--- Work instruction ---
What you return must be every line below that includes the word "ConnectionManager".

--- Source material ---

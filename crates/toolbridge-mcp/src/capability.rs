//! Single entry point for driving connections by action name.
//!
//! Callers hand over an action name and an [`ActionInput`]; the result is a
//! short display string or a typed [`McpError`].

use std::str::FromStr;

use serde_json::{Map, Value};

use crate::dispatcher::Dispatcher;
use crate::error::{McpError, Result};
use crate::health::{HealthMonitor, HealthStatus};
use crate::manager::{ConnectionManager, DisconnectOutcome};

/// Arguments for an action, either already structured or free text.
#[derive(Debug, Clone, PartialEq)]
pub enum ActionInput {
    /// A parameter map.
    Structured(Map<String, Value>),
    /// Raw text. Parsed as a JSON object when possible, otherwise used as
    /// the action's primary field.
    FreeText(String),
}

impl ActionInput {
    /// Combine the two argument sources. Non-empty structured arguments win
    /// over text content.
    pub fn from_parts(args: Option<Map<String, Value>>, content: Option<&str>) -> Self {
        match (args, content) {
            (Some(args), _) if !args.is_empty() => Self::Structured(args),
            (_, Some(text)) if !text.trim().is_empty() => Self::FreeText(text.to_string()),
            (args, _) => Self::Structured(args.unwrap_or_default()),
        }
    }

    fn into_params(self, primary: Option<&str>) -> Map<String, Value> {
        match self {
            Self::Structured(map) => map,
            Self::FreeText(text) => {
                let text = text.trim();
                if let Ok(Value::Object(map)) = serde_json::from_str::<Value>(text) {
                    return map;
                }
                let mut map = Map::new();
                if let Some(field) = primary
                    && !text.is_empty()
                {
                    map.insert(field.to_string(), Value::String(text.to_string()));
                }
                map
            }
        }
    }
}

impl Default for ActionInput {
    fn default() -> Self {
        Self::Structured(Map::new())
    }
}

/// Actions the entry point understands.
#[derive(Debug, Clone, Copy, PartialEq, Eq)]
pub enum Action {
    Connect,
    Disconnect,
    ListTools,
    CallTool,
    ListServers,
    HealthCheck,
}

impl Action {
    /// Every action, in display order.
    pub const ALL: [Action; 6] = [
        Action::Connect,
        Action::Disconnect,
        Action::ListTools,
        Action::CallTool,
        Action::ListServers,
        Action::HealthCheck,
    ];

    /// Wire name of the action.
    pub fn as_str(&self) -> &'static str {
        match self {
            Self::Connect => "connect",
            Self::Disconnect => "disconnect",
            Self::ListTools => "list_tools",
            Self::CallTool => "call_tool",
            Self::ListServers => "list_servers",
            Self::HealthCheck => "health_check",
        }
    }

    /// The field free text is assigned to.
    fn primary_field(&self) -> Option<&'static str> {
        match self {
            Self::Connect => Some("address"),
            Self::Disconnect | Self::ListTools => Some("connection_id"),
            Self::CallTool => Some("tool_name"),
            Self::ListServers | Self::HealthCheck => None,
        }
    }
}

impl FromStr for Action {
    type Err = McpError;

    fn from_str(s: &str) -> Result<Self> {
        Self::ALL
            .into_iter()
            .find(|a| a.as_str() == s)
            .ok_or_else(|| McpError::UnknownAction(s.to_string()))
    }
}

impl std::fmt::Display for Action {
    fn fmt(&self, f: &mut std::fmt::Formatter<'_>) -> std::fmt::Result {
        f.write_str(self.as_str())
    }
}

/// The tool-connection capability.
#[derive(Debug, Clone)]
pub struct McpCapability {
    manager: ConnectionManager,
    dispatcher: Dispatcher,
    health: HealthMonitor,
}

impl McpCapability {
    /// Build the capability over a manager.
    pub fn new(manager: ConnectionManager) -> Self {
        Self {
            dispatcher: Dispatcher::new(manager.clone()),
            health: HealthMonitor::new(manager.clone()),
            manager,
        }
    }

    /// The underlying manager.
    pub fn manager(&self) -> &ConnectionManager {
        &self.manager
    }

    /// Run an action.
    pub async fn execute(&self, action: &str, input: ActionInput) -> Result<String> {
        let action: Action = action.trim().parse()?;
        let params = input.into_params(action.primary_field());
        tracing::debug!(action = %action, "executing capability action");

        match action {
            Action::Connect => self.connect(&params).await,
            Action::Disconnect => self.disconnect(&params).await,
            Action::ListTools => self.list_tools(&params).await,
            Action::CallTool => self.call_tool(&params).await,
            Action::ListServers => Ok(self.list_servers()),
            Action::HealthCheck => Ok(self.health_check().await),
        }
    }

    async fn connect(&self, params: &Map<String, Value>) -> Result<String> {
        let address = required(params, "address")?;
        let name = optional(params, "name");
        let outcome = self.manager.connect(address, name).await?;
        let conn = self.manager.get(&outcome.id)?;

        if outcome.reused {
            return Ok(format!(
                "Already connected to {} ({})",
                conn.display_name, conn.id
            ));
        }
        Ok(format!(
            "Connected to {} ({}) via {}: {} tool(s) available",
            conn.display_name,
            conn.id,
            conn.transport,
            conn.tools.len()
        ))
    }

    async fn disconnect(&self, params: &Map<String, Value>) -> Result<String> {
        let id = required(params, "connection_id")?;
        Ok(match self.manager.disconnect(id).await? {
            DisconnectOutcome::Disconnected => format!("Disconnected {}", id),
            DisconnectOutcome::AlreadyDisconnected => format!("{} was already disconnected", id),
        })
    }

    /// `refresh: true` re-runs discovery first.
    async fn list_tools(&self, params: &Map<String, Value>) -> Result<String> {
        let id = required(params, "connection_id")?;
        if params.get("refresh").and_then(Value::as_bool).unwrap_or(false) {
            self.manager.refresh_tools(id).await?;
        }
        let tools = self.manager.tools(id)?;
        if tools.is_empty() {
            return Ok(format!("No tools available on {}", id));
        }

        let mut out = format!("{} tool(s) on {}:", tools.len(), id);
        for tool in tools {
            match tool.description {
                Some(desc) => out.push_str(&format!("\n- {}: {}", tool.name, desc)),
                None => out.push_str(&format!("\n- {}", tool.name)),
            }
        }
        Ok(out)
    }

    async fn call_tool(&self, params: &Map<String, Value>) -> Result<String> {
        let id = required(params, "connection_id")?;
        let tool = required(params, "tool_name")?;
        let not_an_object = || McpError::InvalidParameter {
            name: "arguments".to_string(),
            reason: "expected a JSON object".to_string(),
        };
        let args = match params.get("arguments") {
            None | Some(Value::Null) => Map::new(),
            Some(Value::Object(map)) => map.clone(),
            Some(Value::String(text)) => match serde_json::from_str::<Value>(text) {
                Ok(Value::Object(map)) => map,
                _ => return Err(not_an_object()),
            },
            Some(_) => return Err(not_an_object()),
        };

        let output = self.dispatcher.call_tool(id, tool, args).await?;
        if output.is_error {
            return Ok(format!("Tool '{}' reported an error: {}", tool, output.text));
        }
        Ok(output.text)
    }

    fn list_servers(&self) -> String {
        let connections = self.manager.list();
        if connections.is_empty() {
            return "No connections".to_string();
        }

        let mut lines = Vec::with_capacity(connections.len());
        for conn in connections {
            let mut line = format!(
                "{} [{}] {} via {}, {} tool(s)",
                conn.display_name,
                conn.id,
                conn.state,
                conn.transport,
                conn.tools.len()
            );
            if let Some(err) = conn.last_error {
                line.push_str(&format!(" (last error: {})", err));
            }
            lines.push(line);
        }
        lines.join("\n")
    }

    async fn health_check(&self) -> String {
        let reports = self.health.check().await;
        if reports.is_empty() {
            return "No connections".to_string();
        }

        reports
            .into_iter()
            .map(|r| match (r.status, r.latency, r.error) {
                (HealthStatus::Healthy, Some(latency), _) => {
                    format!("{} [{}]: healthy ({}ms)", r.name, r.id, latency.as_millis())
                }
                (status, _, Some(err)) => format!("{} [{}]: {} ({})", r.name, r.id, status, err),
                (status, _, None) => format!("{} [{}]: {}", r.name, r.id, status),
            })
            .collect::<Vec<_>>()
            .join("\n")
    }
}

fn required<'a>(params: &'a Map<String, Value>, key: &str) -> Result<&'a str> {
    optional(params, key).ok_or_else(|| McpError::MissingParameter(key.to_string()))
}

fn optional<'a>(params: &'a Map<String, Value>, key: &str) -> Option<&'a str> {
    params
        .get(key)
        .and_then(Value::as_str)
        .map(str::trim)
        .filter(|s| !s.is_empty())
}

---

--- Reply ---
use crate::manager::{ConnectionManager, DisconnectOutcome};
    manager: ConnectionManager,
    pub fn new(manager: ConnectionManager) -> Self {
    pub fn manager(&self) -> &ConnectionManager {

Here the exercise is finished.